I also assume we are free to work in any programs as long as the final results can be translated to Photoshop or illustrator.  Does anyone have any objections to that? I figure the objective here is to express and share our creativity, not to prove our allegiance to any particular software.


----------



## edX (Jan 23, 2002)

ok, here is dev.lqd's original


----------



## edX (Jan 23, 2002)

here is my addition


----------



## edX (Jan 23, 2002)

try again


----------



## edX (Jan 23, 2002)

and here is the link to my public folder with my illustrator 5.0.1 version of my addition for whoever is going next

click here


it is the rasterisforweenies file


----------



## edX (Jan 24, 2002)

and awhile later, you can be the next one to work on the version that nummi started by following the above link and downloading nummi_2

here is his original design


----------



## edX (Jan 24, 2002)

i guess it's just a middle aged night 

here is nummi's original


----------



## edX (Jan 24, 2002)

and here is what i did with it 

it would be nice to get some feedback, keeping in mind that the idea was not to finish it, bit to add something and pass it along


----------



## edX (Jan 24, 2002)

and finally, if you would like to work on something i started then

click here

and download the sleepingfairy file. it is saved as illustrator 5,  as are the other 2.

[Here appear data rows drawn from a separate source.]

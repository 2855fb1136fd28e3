//! Paths container.

use serde::ser::SerializeMap as _;

use super::{
    PathItem,
    extensions::Extensions,
    fragment::{FragmentVisitor, KeyedFragment},
    key::{KeyClass, classify_path_key},
    lookup::{JsonLookup, Node, NodeMut, NotFound},
    map::Map,
};

/// Holds the relative paths to the individual endpoints of an API.
///
/// Each path is appended to the document `basePath` to build the full URL. Every entry key
/// starts with `/`; keys starting with `x-` (any case) are vendor extensions; any other key is
/// dropped on decode.
///
/// The paths may be empty, for example when access control filters every endpoint out.
#[derive(Debug, Clone, PartialEq, Default)]
pub struct Paths {
    /// Path items by path, such as `/pets/{id}`.
    pub paths: Map<String, PathItem>,

    /// Extension properties.
    pub extensions: Extensions,
}

impl Paths {
    /// Creates a new empty paths container.
    pub fn new() -> Self {
        Self::default()
    }

    /// Adds a path item.
    pub fn path(mut self, path: impl Into<String>, item: PathItem) -> Self {
        self.paths.insert(path.into(), item);
        self
    }

    /// Adds an extension property.
    pub fn extension(mut self, key: impl Into<String>, value: serde_json::Value) -> Self {
        self.extensions.insert(key.into(), value);
        self
    }

    /// Returns `true` if the container has neither paths nor extensions.
    pub fn is_empty(&self) -> bool {
        self.paths.is_empty() && self.extensions.is_empty()
    }

    /// The path entries that are written on encode. Keys not starting with `/` are skipped.
    fn encodable_paths(&self) -> impl Iterator<Item = (&String, &PathItem)> {
        self.paths.iter().filter(|(path, _)| path.starts_with('/'))
    }
}

impl KeyedFragment for Paths {
    type Key = ();
    type Entry = PathItem;

    const EXPECTING: &'static str = "a paths object or null";

    fn classify(key: &str) -> KeyClass<()> {
        classify_path_key(key)
    }

    fn insert_entry(&mut self, raw: String, _key: (), entry: PathItem) {
        self.paths.insert(raw, entry);
    }

    fn extensions_mut(&mut self) -> &mut Extensions {
        &mut self.extensions
    }

    fn encode_parts(&self) -> Result<[Vec<u8>; 2], serde_json::Error> {
        let extensions = serde_json::to_vec(&self.extensions)?;
        let paths = serde_json::to_vec(&EncodablePaths(self))?;
        Ok([extensions, paths])
    }
}

/// Serializes the encodable path entries of a [`Paths`] as one object.
struct EncodablePaths<'a>(&'a Paths);

impl serde::Serialize for EncodablePaths<'_> {
    fn serialize<S: serde::Serializer>(&self, serializer: S) -> Result<S::Ok, S::Error> {
        serializer.collect_map(self.0.encodable_paths())
    }
}

impl serde::Serialize for Paths {
    fn serialize<S: serde::Serializer>(&self, serializer: S) -> Result<S::Ok, S::Error> {
        let mut map = serializer.serialize_map(None)?;
        for (key, value) in &self.extensions {
            map.serialize_entry(key, value)?;
        }
        for (path, item) in self.encodable_paths() {
            map.serialize_entry(path, item)?;
        }
        map.end()
    }
}

impl<'de> serde::Deserialize<'de> for Paths {
    fn deserialize<D: serde::Deserializer<'de>>(deserializer: D) -> Result<Self, D::Error> {
        deserializer.deserialize_any(FragmentVisitor::<Self>::new())
    }
}

impl JsonLookup for Paths {
    fn json_lookup(&self, token: &str) -> Result<Node<'_>, NotFound> {
        if let Some(item) = self.paths.get(token) {
            return Ok(Node::PathItem(item));
        }
        if let Some(value) = self.extensions.get(token) {
            return Ok(Node::Extension(value));
        }
        Err(NotFound(token.to_owned()))
    }

    fn json_lookup_mut(&mut self, token: &str) -> Result<NodeMut<'_>, NotFound> {
        if let Some(item) = self.paths.get_mut(token) {
            return Ok(NodeMut::PathItem(item));
        }
        if let Some(value) = self.extensions.get_mut(token) {
            return Ok(NodeMut::Extension(value));
        }
        Err(NotFound(token.to_owned()))
    }
}
//! # swagspec
//!
//! Swagger 2.0 keyed document fragments with dual-strategy JSON decoding.
//!
//! This crate provides the main API for working with the `paths` and `responses` objects of a
//! Swagger document, re-exporting all types from the `swagspec-core` crate.

// Re-export the swagger module for access to the classifier, codec, and lookup internals
pub use swagspec_core::swagger;
// Re-export all main types at the crate root for convenience
pub use swagspec_core::{
    DecodeError, DecodeStrategy, EncodeError, Extensions, JsonLookup, KeyClass, KeyedFragment, Map,
    Node, NodeMut, NotFound, Operation, PathItem, Paths, Response, ResponseKey, Responses,
    ResponsesProps, decode_streaming, decode_tree, decode_with, encode,
};
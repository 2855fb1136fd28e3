//! Swagger 2.0 document model types.
//!
//! This module provides the keyed fragments of a Swagger document, [`Paths`] and [`Responses`],
//! together with the entry types they hold and the codec they share.

pub mod concat;
pub mod extensions;
pub mod fragment;
pub mod key;
pub mod lookup;
pub mod map;
pub mod operation;
pub mod path_item;
pub mod paths;
pub mod response;
pub mod responses;

pub use self::{
    concat::concat_json,
    extensions::{EXTENSION_PREFIX, Extensions, is_extension_key},
    fragment::{
        DecodeStrategy, KeyedFragment, decode_streaming, decode_tree, decode_with, encode,
    },
    key::{KeyClass, ResponseKey, classify_path_key, classify_response_key, parse_status_code},
    lookup::{JsonLookup, Node, NodeMut, NotFound, unescape_token},
    map::Map,
    operation::Operation,
    path_item::PathItem,
    paths::Paths,
    response::Response,
    responses::{Responses, ResponsesProps},
};
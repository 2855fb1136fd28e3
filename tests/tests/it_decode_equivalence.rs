//! Differential tests between the generic-tree and the streaming decode strategies.
//!
//! Both strategies are live and must be interchangeable: for any input they either produce equal
//! fragments, or fail on the same field.

use std::fmt::Debug;

use proptest::{prelude::*, test_runner::TestCaseError};
use serde_json::{Map as JsonMap, Value, json};
use swagspec::{
    DecodeError, KeyedFragment, Paths, Responses, decode_streaming, decode_tree, encode,
};

/// Decodes `bytes` with both strategies and checks that the outcomes match.
fn assert_equivalent<F>(bytes: &[u8]) -> Result<Option<F>, TestCaseError>
where
    F: KeyedFragment + Debug + PartialEq,
{
    let tree = decode_tree::<F>(bytes);
    let streaming = decode_streaming::<F>(bytes);

    match (tree, streaming) {
        (Ok(tree), Ok(streaming)) => {
            prop_assert_eq!(&tree, &streaming);
            Ok(Some(tree))
        }
        (Err(tree), Err(streaming)) => {
            prop_assert_eq!(tree.key(), streaming.key());
            prop_assert_eq!(
                matches!(tree, DecodeError::Malformed(_)),
                matches!(streaming, DecodeError::Malformed(_))
            );
            Ok(None)
        }
        (tree, streaming) => Err(TestCaseError::fail(format!(
            "strategies disagree: tree={tree:?} streaming={streaming:?}"
        ))),
    }
}

fn json_value() -> impl Strategy<Value = Value> {
    let leaf = prop_oneof![
        Just(Value::Null),
        any::<bool>().prop_map(Value::from),
        any::<i64>().prop_map(Value::from),
        "[a-z ]{0,8}".prop_map(Value::from),
    ];
    leaf.prop_recursive(5, 48, 4, |inner| {
        prop_oneof![
            prop::collection::vec(inner.clone(), 0..4).prop_map(Value::from),
            prop::collection::btree_map("[a-z]{1,4}", inner, 0..4)
                .prop_map(|fields| Value::Object(fields.into_iter().collect())),
        ]
    })
}

fn extension_key() -> impl Strategy<Value = String> {
    "[xX]-[a-zA-Z0-9-]{0,8}"
}

fn ignored_key() -> impl Strategy<Value = String> {
    "[a-wyz_][a-z0-9]{0,8}"
}

fn status_code_key() -> impl Strategy<Value = String> {
    prop_oneof![
        (100u16..600).prop_map(|code| code.to_string()),
        Just("default".to_owned()),
        Just("0404".to_owned()),
        Just("2XX".to_owned()),
    ]
}

fn response_json() -> impl Strategy<Value = Value> {
    (
        prop::option::of("[a-zA-Z ]{0,12}"),
        prop::option::of(json_value()),
    )
        .prop_map(|(description, trace)| {
            let mut response = JsonMap::new();
            if let Some(description) = description {
                response.insert("description".to_owned(), description.into());
            }
            if let Some(trace) = trace {
                response.insert("x-trace".to_owned(), trace);
            }
            Value::Object(response)
        })
}

fn responses_json() -> impl Strategy<Value = Value> {
    let field = prop_oneof![
        3 => (status_code_key(), response_json()),
        1 => (extension_key(), json_value()),
        1 => (ignored_key(), json_value()),
    ];
    prop::collection::vec(field, 0..6)
        .prop_map(|fields| Value::Object(fields.into_iter().collect()))
}

fn path_item_json() -> impl Strategy<Value = Value> {
    (
        prop::option::of("[a-zA-Z ]{0,12}"),
        prop::option::of(responses_json()),
        prop::option::of(json_value()),
    )
        .prop_map(|(summary, responses, owner)| {
            let mut operation = JsonMap::new();
            if let Some(summary) = summary {
                operation.insert("summary".to_owned(), summary.into());
            }
            if let Some(responses) = responses {
                operation.insert("responses".to_owned(), responses);
            }
            let mut item = JsonMap::new();
            item.insert("get".to_owned(), Value::Object(operation));
            if let Some(owner) = owner {
                item.insert("x-owner".to_owned(), owner);
            }
            Value::Object(item)
        })
}

fn paths_json() -> impl Strategy<Value = Value> {
    let field = prop_oneof![
        3 => ("/[a-z{}/]{0,10}", path_item_json()),
        1 => (extension_key(), json_value()),
        1 => (ignored_key(), json_value()),
        1 => ("/[a-z]{0,4}", json_value()),
    ];
    prop::collection::vec(field, 0..6)
        .prop_map(|fields| Value::Object(fields.into_iter().collect()))
}

proptest! {
    #![proptest_config(proptest::test_runner::Config {
        cases: 512,
        ..Default::default()
    })]

    #[test]
    fn decode_strategies_agree_on_paths(document in paths_json()) {
        let bytes = serde_json::to_vec(&document)?;
        assert_equivalent::<Paths>(&bytes)?;
    }

    #[test]
    fn decode_strategies_agree_on_responses(document in responses_json()) {
        let bytes = serde_json::to_vec(&document)?;
        assert_equivalent::<Responses>(&bytes)?;
    }

    #[test]
    fn encode_then_decode_paths_is_idempotent(document in paths_json()) {
        let bytes = serde_json::to_vec(&document)?;
        if let Some(decoded) = assert_equivalent::<Paths>(&bytes)? {
            let encoded = encode(&decoded)?;
            let redecoded = assert_equivalent::<Paths>(&encoded)?;
            prop_assert_eq!(redecoded, Some(decoded));
        }
    }

    #[test]
    fn encode_then_decode_responses_is_idempotent(document in responses_json()) {
        let bytes = serde_json::to_vec(&document)?;
        if let Some(decoded) = assert_equivalent::<Responses>(&bytes)? {
            let encoded = encode(&decoded)?;
            let redecoded = assert_equivalent::<Responses>(&encoded)?;
            prop_assert_eq!(redecoded, Some(decoded));
        }
    }
}

#[test]
fn decode_strategies_agree_on_too_deep_extension_value() {
    //* Given
    let deep = testlib::nested_value(200);
    let input = serde_json::to_vec(&json!({"/a": {}, "x-deep": deep})).expect("input should encode");

    //* When
    let tree = decode_tree::<Paths>(&input);
    let streaming = decode_streaming::<Paths>(&input);

    //* Then
    for result in [tree, streaming] {
        let err = result.expect_err("nesting limit should trip");
        assert!(matches!(err, DecodeError::Malformed(_)), "got {err:?}");
    }
}

#[test]
fn decode_strategies_agree_on_extension_values_around_nesting_limit() {
    for depth in 120..136 {
        //* Given
        let input = format!(r#"{{"x-deep": {}{}}}"#, "[".repeat(depth), "]".repeat(depth));

        //* When
        let tree = decode_tree::<Paths>(input.as_bytes());
        let streaming = decode_streaming::<Paths>(input.as_bytes());

        //* Then
        match (tree, streaming) {
            (Ok(tree), Ok(streaming)) => assert_eq!(tree, streaming, "depth {depth}"),
            (Err(tree), Err(streaming)) => {
                assert!(matches!(tree, DecodeError::Malformed(_)), "depth {depth}: {tree:?}");
                assert!(
                    matches!(streaming, DecodeError::Malformed(_)),
                    "depth {depth}: {streaming:?}"
                );
            }
            (tree, streaming) => {
                panic!("strategies disagree at depth {depth}: tree={tree:?} streaming={streaming:?}")
            }
        }
    }
}

#[test]
fn decode_strategies_agree_on_fixture_paths() {
    //* Given
    let input = testlib::petstore_paths();

    //* When
    let tree: Paths = decode_tree(&input).expect("tree decode should succeed");
    let streaming: Paths = decode_streaming(&input).expect("streaming decode should succeed");

    //* Then
    assert_eq!(tree, streaming);
    assert_eq!(
        tree.paths.keys().map(String::as_str).collect::<Vec<_>>(),
        ["/pets", "/pets/{petId}"]
    );
    assert_eq!(tree.extensions.len(), 2);
    assert!(tree.extensions.contains_key("x-paths-owner"));
    assert_eq!(tree.extensions.get("X-Generated"), Some(&Value::Null));
}

#[test]
fn decode_strategies_agree_on_fixture_responses() {
    //* Given
    let inputs = testlib::petstore_responses();
    assert_eq!(inputs.len(), 4, "fixture should hold four responses objects");

    for input in inputs {
        //* When
        let tree: Responses = decode_tree(&input).expect("tree decode should succeed");
        let streaming: Responses =
            decode_streaming(&input).expect("streaming decode should succeed");

        //* Then
        assert_eq!(tree, streaming);
        assert!(
            tree.props
                .status_code_responses
                .keys()
                .all(|code| (100..600).contains(code)),
            "non-canonical codes should be dropped"
        );
    }
}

it would probably be a smart idea if only one person did each one of these at a time. so please post and let us know which one you are working on.


----------



## AdmiralAK (Jan 24, 2002)

wow 
Ed you were on a streak last nite he he.
Maybe I should subcontract the work for future cover art for my CDs lol.

DJ Admiral & Ed present --- <<CD name here>> 

btw I am done with my cover ... I am just trying to figure out a dedication...a non person specifi verse 



Admiral


----------



## edX (Jan 30, 2002)

look, i know people have other things to do, but it has been an enitre week and nobody has even commented on my work, much less participated in the original idea of passing around a design and seeing it evolve.  i did the first one. is my stuff so bad that nobody wants to touch it? 

what gives?  

if nobody is going to continue the work, could you at least give me the respect of feedback equal to that you are giving benp for his website?


----------



## edX (Jan 31, 2002)

should i start cussing and ranting for attention like nummi does?


----------



## AdmiralAK (Jan 31, 2002)

my memory is getting bad 
I thought this thread was new and started reading from the beginning again lol.
I saw something from you (which was nice) but cant remember what   -- what is new ??? I think I saw the nummi thing you did...which one do you want us to take a look at ?


----------



## edX (Jan 31, 2002)

yes Admiral, Nummi started a thread that was so fascinating that we filled up 5 pages worth in a few hours. complete with graphics and whining and bitter in-fighting and in which i get my ego bruised and battered for trying to do something constructive. (insert worlds tiniest violin here)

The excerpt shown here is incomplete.